No artists are more tightly tethered to the real world than architects. In addition to gravity and weather, they have to contend with the bottom-line demands of developers, the whims of clients, the maze of public regulations, the wrath of NIMBYs, the dictates of fashion. Given these and other pressures, it’s nothing short of miraculous that fine buildings ever get put up at all.
But architecture is more than a game of survival among many competing forces. It’s also a special way of looking at and interpreting the world, a practice of seeing systems and patterns in the jumble of routine, everyday experience. The curiosity that architecture encourages can lead its practitioners down winding paths of discovery, to destinations very far from the busy downtown zones in which most designers operate, most of the time.
Back in the summer of 2007, Toronto architect Reza Aliabadi was coaxed by this curiosity to fly as far north in Canada as air transport could take him, in order to know something of the great Arctic alternative to the time and space of urban living. But the landing strip at Pond Inlet, on the northern shore of Baffin Island, still wasn’t far enough from Toronto. So Mr. Aliabadi hired a boat and some Inuit guides, and cast off into the Arctic ocean.
Thinking about that August, the architect recalls the primordial desolation of the place he had come to – “the flat horizon, the horizontality of the landscape, the vastness and the void.” He told me that he keenly felt his “vulnerability in nature, since no urban skills are usable.”

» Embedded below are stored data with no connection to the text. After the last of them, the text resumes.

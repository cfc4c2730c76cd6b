//! Definition errors - fatal at parse/order time

use thiserror::Error;

/// Errors in a pipeline definition.
///
/// These are the only errors that abort before any step executes. Everything
/// that goes wrong during a run is captured into a `StepResult` instead.
#[derive(Debug, Error)]
pub enum DefinitionError {
    #[error("pipeline name is required")]
    MissingName,

    #[error("pipeline '{0}' has no steps")]
    NoSteps(String),

    #[error("duplicate step id '{0}'")]
    DuplicateStepId(String),

    #[error("step '{0}' has no task text")]
    EmptyTask(String),

    #[error("step '{step}' depends on unknown step '{dependency}'")]
    UnknownDependency { step: String, dependency: String },

    #[error("step '{step}' onFailure references unknown step '{target}'")]
    UnknownFailureHandler { step: String, target: String },

    #[error("step '{step}' has unsupported condition '{condition}'")]
    InvalidCondition { step: String, condition: String },

    #[error("cycle detected in dependency graph involving step '{0}'")]
    CyclicDependency(String),

    #[error("failed to read pipeline definition: {0}")]
    Io(#[from] std::io::Error),

    #[error("invalid pipeline YAML: {0}")]
    Yaml(#[from] serde_yaml::Error),
}
//! Routing metadata for agent selection

use serde::{Deserialize, Serialize};

/// Priority boost applied when an agent prefers a task type
pub const PREFERENCE_BONUS: i32 = 50;

/// Default agent priority
pub const DEFAULT_PRIORITY: i32 = 50;

/// Per-agent routing hints
#[derive(Debug, Clone, PartialEq, Eq, Serialize, Deserialize)]
#[serde(rename_all = "camelCase")]
pub struct RoutingMetadata {
    /// Task types this agent should be preferred for
    #[serde(default)]
    pub prefer_for: Vec<String>,

    /// Task types this agent must never be routed
    #[serde(default)]
    pub avoid_for: Vec<String>,

    #[serde(default = "default_priority")]
    pub priority: i32,
}

fn default_priority() -> i32 {
    DEFAULT_PRIORITY
}

impl Default for RoutingMetadata {
    fn default() -> Self {
        Self {
            prefer_for: vec![],
            avoid_for: vec![],
            priority: DEFAULT_PRIORITY,
        }
    }
}

impl RoutingMetadata {
    pub fn with_priority(priority: i32) -> Self {
        Self {
            priority,
            ..Default::default()
        }
    }

    /// Ranking score for a task type
    pub fn score(&self, task_type: &str) -> i32 {
        if self.prefer_for.iter().any(|t| t == task_type) {
            self.priority + PREFERENCE_BONUS
        } else {
            self.priority
        }
    }

    pub fn avoids(&self, task_type: &str) -> bool {
        self.avoid_for.iter().any(|t| t == task_type)
    }
}
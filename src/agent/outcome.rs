//! Agent invocation and outcome types

use crate::core::Artifacts;
use serde::{Deserialize, Serialize};
use std::collections::HashMap;
use std::path::PathBuf;
use thiserror::Error;

/// Error types for agent execution
#[derive(Debug, Error)]
pub enum AgentError {
    #[error("failed to spawn '{command}': {source}")]
    Spawn {
        command: String,
        source: std::io::Error,
    },

    #[error("'{command}' exited with code {code}: {stderr}")]
    NonZeroExit {
        command: String,
        code: i32,
        stderr: String,
    },

    #[error("timed out after {0}ms")]
    Timeout(u64),

    #[error("execution cancelled")]
    Cancelled,

    #[error("internal error: {0}")]
    Internal(String),
}

/// Everything an agent needs to run one step
#[derive(Debug, Clone)]
pub struct AgentInvocation {
    pub step_id: String,

    /// Fully interpolated task text
    pub task: String,

    /// Fully interpolated file list
    pub files: Vec<String>,

    /// Labeled output of upstream steps, if any
    pub previous_output: Option<String>,

    /// Environment entries for the agent process
    pub env: HashMap<String, String>,

    /// Working directory for the agent process
    pub working_dir: PathBuf,
}

impl AgentInvocation {
    /// Render the full prompt handed to the agent process
    pub fn prompt(&self) -> String {
        let mut prompt = self.task.clone();

        if !self.files.is_empty() {
            prompt.push_str("\n\nFiles:\n");
            for file in &self.files {
                prompt.push_str("- ");
                prompt.push_str(file);
                prompt.push('\n');
            }
        }

        if let Some(previous) = &self.previous_output {
            prompt.push_str("\n\nContext from previous steps:\n");
            prompt.push_str(previous);
        }

        prompt
    }
}

/// Successful result of one agent invocation
#[derive(Debug, Clone, Serialize, Deserialize)]
pub struct AgentOutcome {
    pub output: String,
    pub artifacts: Artifacts,
    pub duration_ms: u64,
    pub tool_used: String,
}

The endless days made “clocks meaningless.” But the Inuit at Pond Inlet had found a way to pass the hours that fascinated Mr. Aliabadi.

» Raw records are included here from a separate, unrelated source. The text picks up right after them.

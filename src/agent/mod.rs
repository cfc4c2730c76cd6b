//! Execution agents: pluggable providers that run pipeline steps

pub mod callbacks;
pub mod capabilities;
pub mod outcome;
pub mod registry;
pub mod routing;
pub mod subprocess;

use async_trait::async_trait;
pub use callbacks::{NoopCallbacks, StepCallbacks};
pub use capabilities::AgentCapabilities;
pub use outcome::{AgentError, AgentInvocation, AgentOutcome};
pub use registry::AgentRegistry;
pub use routing::RoutingMetadata;
pub use subprocess::CliAgent;

/// An interchangeable execution agent.
///
/// Implementations are typically adapters around external CLI tools; the
/// scheduler never branches on agent identity, only on this interface and
/// the capability/routing data it exposes.
#[async_trait]
pub trait ExecutionAgent: Send + Sync {
    /// Registry name, also used for explicit `tool:` assignment
    fn name(&self) -> &str;

    fn capabilities(&self) -> &AgentCapabilities;

    fn routing(&self) -> &RoutingMetadata;

    /// Liveness probe; only responsive agents are reported available
    async fn check_availability(&self) -> bool;

    /// Tool version string, when the agent can report one
    async fn version(&self) -> Option<String>;

    /// Run one invocation, streaming progress through the callbacks
    async fn execute(
        &self,
        invocation: &AgentInvocation,
        callbacks: &dyn StepCallbacks,
    ) -> Result<AgentOutcome, AgentError>;

    /// Whether this agent qualifies for a task type at all
    fn supports_task(&self, task_type: &str) -> bool {
        self.capabilities().meets_requirements(task_type) && !self.routing().avoids(task_type)
    }

    /// Ranking score for a task type
    fn priority_for(&self, task_type: &str) -> i32 {
        self.routing().score(task_type)
    }
}
//! Pipeline execution: per-step executor and the sequential runner

pub mod executor;
pub mod runner;

pub use executor::StepExecutor;
pub use runner::{
    ApprovalHandler, AutoApprove, EventHandler, PipelineRunner, RunEvent, RunOptions,
};

use std::sync::Arc;
use tokio::sync::watch;

/// Cooperative cancellation signal shared between a run and its caller.
///
/// Cloning is cheap; every clone observes the same flag. Cancellation is
/// one-way and sticky.
#[derive(Debug, Clone)]
pub struct CancelFlag {
    tx: Arc<watch::Sender<bool>>,
    rx: watch::Receiver<bool>,
}

impl CancelFlag {
    pub fn new() -> Self {
        let (tx, rx) = watch::channel(false);
        Self {
            tx: Arc::new(tx),
            rx,
        }
    }

    /// Request cancellation of the run
    pub fn cancel(&self) {
        let _ = self.tx.send(true);
    }

    pub fn is_cancelled(&self) -> bool {
        *self.rx.borrow()
    }

    /// Resolves once cancellation has been requested
    pub async fn cancelled(&self) {
        let mut rx = self.rx.clone();
        // Cannot fail: we hold the sender through the Arc
        let _ = rx.wait_for(|cancelled| *cancelled).await;
    }
}

impl Default for CancelFlag {
    fn default() -> Self {
        Self::new()
    }
}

On the face of it, their pastime was a simple business of stacking stones, one atop another, into surprisingly tall sculptures. But because he had been trained as an architect, Mr. Aliabadi knew that stacking things high is never simple. Making a tall, unsupported stack stand up involves hands-on knowledge of each element--the shape of it, its heft and weight and surface properties.
But in addition to the skill involved in carefully piling rock upon rock, the poetry of the Inuit gesture also struck Mr. Aliabadi deeply. The landscape of Baffin Island is one of the flattest terrains on earth. A special gravitational power seems to be at work in the earth there – a power that is psychological as well as physical – dragging everything down to the level of the ground and the low horizon. To stack up rocks into high, fragile sculptures is to defy this levelling force – to resist, as human beings have always resisted, whatever draws us toward the earth, death and dissolution.

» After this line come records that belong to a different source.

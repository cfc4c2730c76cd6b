//! taskpipe - a declarative task pipeline runner for AI coding agents

pub mod agent;
pub mod cli;
pub mod core;
pub mod execution;

// Re-export commonly used types
pub use crate::agent::{AgentError, AgentOutcome, AgentRegistry, CliAgent, ExecutionAgent};
pub use crate::core::{DefinitionError, Pipeline, PipelineResult, RunContext, Step, StepResult};
pub use crate::execution::{CancelFlag, PipelineRunner, RunEvent, RunOptions};
//! CLI output formatting

use crate::core::StepResult;
use crate::execution::RunEvent;
use console::Emoji;
use indicatif::{ProgressBar, ProgressStyle};
use std::time::Duration;

// Re-export style
pub use console::style;

// Emojis for output
pub static CHECK: Emoji<'_, '_> = Emoji("✅ ", "✓ ");
pub static CROSS: Emoji<'_, '_> = Emoji("❌ ", "✗ ");
pub static SPINNER: Emoji<'_, '_> = Emoji("⏳ ", "~ ");
pub static INFO: Emoji<'_, '_> = Emoji("ℹ️  ", "i ");
pub static GATE: Emoji<'_, '_> = Emoji("🚧 ", "? ");
pub static ROCKET: Emoji<'_, '_> = Emoji("🚀 ", "> ");

/// Create a progress bar over the pipeline's steps
pub fn create_progress_bar(total: usize) -> ProgressBar {
    let progress = ProgressBar::new(total as u64);
    if let Ok(progress_style) = ProgressStyle::default_bar()
        .template("{spinner:.green} [{elapsed_precise}] [{bar:40.cyan/blue}] {pos}/{len} {msg}")
    {
        progress.set_style(progress_style.progress_chars("#>-"));
    }
    progress.enable_steady_tick(Duration::from_millis(100));
    progress
}

/// Format a run event for display
pub fn format_run_event(event: &RunEvent) -> String {
    match event {
        RunEvent::PipelineStarted {
            run_id,
            pipeline_name,
        } => format!(
            "{} Starting pipeline {} ({})",
            ROCKET,
            style(pipeline_name).bold(),
            style(&run_id.to_string()[..8]).dim()
        ),
        RunEvent::StepStarted {
            step_id,
            agent,
            attempt,
        } => {
            if *attempt > 1 {
                format!(
                    "{} {} on {} (attempt {})",
                    SPINNER,
                    style(step_id).cyan(),
                    style(agent).dim(),
                    style(attempt).yellow()
                )
            } else {
                format!(
                    "{} {} on {}",
                    SPINNER,
                    style(step_id).cyan(),
                    style(agent).dim()
                )
            }
        }
        RunEvent::StepOutput { step_id, chunk } => {
            format!("  {} {}", style(format!("[{}]", step_id)).dim(), chunk)
        }
        RunEvent::StepCompleted { result } => format_step_result(result),
        RunEvent::GateWaiting { step_id, message } => format!(
            "{} Gate before {}: {}",
            GATE,
            style(step_id).cyan(),
            message
        ),
        RunEvent::StepRecovering { step_id, handler } => format!(
            "{} {} failed, running recovery {}",
            INFO,
            style(step_id).red(),
            style(handler).cyan()
        ),
        RunEvent::PipelineCompleted { run_id, success } => {
            let status = if *success {
                style("succeeded").green().to_string()
            } else {
                style("failed").red().to_string()
            };
            format!(
                "{} Pipeline ({}) {}",
                INFO,
                style(&run_id.to_string()[..8]).dim(),
                status
            )
        }
    }
}

/// Format a single step result line
pub fn format_step_result(result: &StepResult) -> String {
    if result.skipped {
        let reason = result.skip_reason.as_deref().unwrap_or("skipped");
        format!(
            "{} {} ({})",
            INFO,
            style(&result.step_id).dim(),
            style(reason).dim()
        )
    } else if result.success {
        format!(
            "{} {} ({}ms)",
            CHECK,
            style(&result.step_id).green(),
            result.duration_ms
        )
    } else {
        let error = result.error.as_deref().unwrap_or("unknown error");
        format!(
            "{} {}: {}",
            CROSS,
            style(&result.step_id).red(),
            style(error).dim()
        )
    }
}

The natural imagery and the art of the Arctic haunted Mr. Aliabadi since 2007, though a busy practice prevented him from pursuing his interests in the Canadian north. Until last year, that is, when he decided to enter an architectural competition sponsored by the New York-based eVolo Magazine.
The contest brief stipulated that the contributions embody fresh approaches to adding density, in the form of skyscrapers, to cities that were already dense. At first, he did what he calls “conventional sketches” of tall buildings. But not for long. Disregarding the competition’s practical thrust, Mr. Aliabadi chose to use the occasion to launch a free enquiry into the features that had made his Arctic trip so memorable.
The result of his speculations – it didn’t win, of course, and it will never be built in any case – is a high-density residential structure designed along the lines of the Inuit sculptures he saw at Pond Inlet, and deposited on an ice floe in the Arctic, one of the lowest-density spots on earth. The imaginary tower consists of large stacked boulders, each hollowed out to provide one or more apartments per rock, and arrayed vertically along a service and elevator shaft.
In the story Mr. Aliabadi has woven around his project, the stone building is a “refuge for restless souls,” a hostel for people harried by hectic urban time and other civilized constraints. It recalls igloos and caves, among the most primitive dwellings ever devised. Here, summertime refugee would be immersed in a parallel universe where daylight hours never end and where every stony cave in the sky opened toward the low, infinitely far horizon.
Were I to take up summer residence in this building, I would certainly sit down at once and try to write about it, to “get something done.” That’s the kind of driven city person I am. But I think I would soon be bewitched by the timeless views out my high, rock-framed window and becalmed by the same austere beauty, the same play of vertical and horizontal, that Reza Aliabadi found so compelling during his voyage into the Arctic wilderness.